Tuesday, November 19, 2019

St. Denys and the Terrible Head: Or How the Story of Uther Pen[dragon] Keeps Getting Stranger

St. Denis Carrying His Head

I'm not sure anyone else has noticed this before, but...

While Uther Pendragon is having his way with Ygerna at Tintagel, his men are defeating and killing Gorlois at Dimilioc.  The latter place is modern Domellick, site of a hillfort at St. Dennis, Cornwall.

As it happens, Trevena ( = Tintagel) is also a site anciently sacred to St. Denys.

Why might this be significant in the context of Uther Pendragon?

Well, I have before discussed the elegy poem of Uther as perhaps referring to the decapitated head of Urien of Rheged.  Before I came up with that idea, Celticist John Koch had suggested Uther Pen as the Terrible Head' may have originally represented the head of the Welsh god Bran. From his CELTIC CULTURE: A HISTORICAL ENCYCLOPEDIA:

"One possibility is that the strange and strangely named
yspyªawt urªawl benn (feast of the stately head) around
Brân’s living severed head in the Mabinogi represents
a garbling of a more appropriate ‘feast of the uncanny
head’ (uthr benn); the marwnad would make sense as
the words of the living-dead Brân mourning himself."

Bran's head was carried around by his followers after he was killed in Ireland.

St. Dennis is, perhaps, the most famous cephalophore or 'head-carrier' in Christian hagiography.  After being decapitated, he carried his head several miles to what was to be the site of a monastery.  See https://www.britannica.com/biography/Saint-Denis.  The name Denis derives the divine name Dionysius (https://www.theoi.com/Olympios/Dionysos.html).  

North Side of the St. Dennis Hillfort

This seems to me an absolutely bizarre coincidence.  Which, in reality, can hardly be such!
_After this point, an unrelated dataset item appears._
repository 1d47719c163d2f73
pub mod commands;
pub mod handlers;
pub mod output;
I noticed something else at Domellick/Dimilioc as well.  Hard by the hillfort is a place called CARNE.  This is simply the Cornish word for a rock outcrop.  Front it with a Welsh 'Y-", the definite article, and you have Igraine, Igerna, Ygerne, Ygraine.  For years I preferred to go by the Welsh form of Arthur's mother's name, viz. Eigr, and the Welsh scholars do give this form precedence.[1]  However, I see no reason why a 'The Cairn' place-name at the Domellick hillfort of St. Dennis could not have easily yielded the name of Arthur's mother.  Her transfer to Tintagel was merely a matter of storytelling, as Gorlois put here there for safekeeping.  

Carne at St. Dennis

I've not yet determined what, if anything, this St. Denys connection may mean in the context of Uther Pendragon.  It may be nothing more than an instance of creative genius on Geoffrey of Monmouth's part.  In other words, he had a character who was known for a terrible head and, knowing as he did about the Cornish St. Dennis fortresses, he associated the two men because of a perceived similarity.[2]

[1] For years now, I've held to my theory that Eigr was a personification of the headland at Tintagel.  I had arrived at this notion after extensive correspondence with Dr. Graham Isaac.  See
https://mistshadows.blogspot.com/2017/07/a-repost-of-my-summarized-treatment-of.html.  But given the presence of Carne at Domellick, I now think this earlier proposed etymology is rather unwieldy.  In Welsh, carn often appears as garn.  There are many Y Garns in Wales. We also find carn or carne appearing in Cornish  as cerne or kerne.

[2] In previous blog posts, I've discussed the Celtic saint Nechtan of Hartland not far from Tintagel.  This saint is also a cephalophore. For the most recent article covering this subject, see
https://mistshadows.blogspot.com/2019/11/arthur-of-northern-dumnonii.html. Could it be that I was right when I very tentatively proposed identifying Uther Pendragon with Pen son of Nethawg/Nechtan?  Is it the Nechtan connection which caused him to be linked in the Tintagel and Domellick stories with St. Denys?